The median age was 36.5 years. 27.1% of residents were under the age of 18; 8.5% were between the ages of 18 and 24; 23.2% were from 25 to 44; 24.3% were from 45 to 64; and 17% were 65 years of age or older. The gender makeup was 48.6% male and 51.4% female.

===2000 census===
As of the census of 2000, there were 1,865 people, 726 households, and 506 families. The population density was 1,780.4 PD/sqmi. There were 791 housing units at an average density of 755.1 /sqmi. The racial makeup of the city was 92.44% White, 0.64% African American, 0.05% Native American, 1.39% Asian, 0.05% Pacific Islander, 4.45% from other races, and 0.97% from two or more races.
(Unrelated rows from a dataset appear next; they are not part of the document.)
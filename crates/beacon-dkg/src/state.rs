//! The ceremony's phase, advanced explicitly by the driver in
//! `participant` rather than inferred from message traffic, so a late
//! or duplicate packet can be rejected by phase alone.

/// A DKG or resharing ceremony's current phase.
#[derive(Clone, Copy, Debug, PartialEq, Eq)]
pub enum Phase {
    /// No deal has been produced yet.
    Idle,
    /// This node has dealt and is waiting on other dealers' deals.
    Dealing,
    /// At least one other dealer's deal has arrived; responses
    /// (approvals or complaints) are being exchanged as the rest of the
    /// deals trickle in. A stalled response window moves the ceremony
    /// to `Aborted` once below the qualification threshold.
    Responding,
    /// At least one complaint is outstanding; waiting on the accused
    /// dealer's justification before the qualified set can be fixed.
    Justifying,
    /// The qualified set is final and a share has been derived.
    Finished,
    /// The ceremony could not produce a usable share.
    Aborted,
}
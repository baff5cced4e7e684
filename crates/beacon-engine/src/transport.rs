//! The engine's only outbound dependency: broadcasting this node's
//! partial to the rest of the committee. Kept as a trait so the engine
//! never depends on a concrete wire format or transport crate (§9,
//! "dynamic dispatch") — `beacon_net` provides the real implementation,
//! tests provide an in-process one.
use async_trait::async_trait;

#[async_trait]
pub trait Transport: Send + Sync {
    async fn broadcast_partial(&self, round: u64, previous_signature: Vec<u8>, partial: Vec<u8>);
}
Hispanic or Latino of any race were 10.62% of the population.

There were 726 households, out of which 35.3% had children under the age of 18 living with them, 55.4% were married couples living together, 9.9% had a female householder with no husband present, and 30.3% were non-families. 25.8% of all households were made up of individuals, and 14.2% had someone living alone who was 65 years of age or older. The average household size was 2.56 and the average family size was 3.07.

29.7% are under the age of 18, 7.7% from 18 to 24, 28.3% from 25 to 44, 18.5% from 45 to 64, and 15.9% were 65 years of age or older. The median age was 35 years. For every 100 females, there were 96.9 males. For every 100 females age 18 and over, there were 91.1 males.

The median income for a household in the city was $31,941, and the median income for a family was $40,694. Males had a median income of $29,655 versus $20,368 for females. The per capita income for the city was $15,908. About 8.5% of families and 11.3% of the population were below the poverty line, including 12.9% of those under age 18 and 5.0% of those age 65 or over.
==Education==
Alta is within the Alta–Aurelia Community School District. It was in the Alta Community School District, which previously operated Alta High School.

The two districts merged into Alta–Aurelia on July 1, 2018.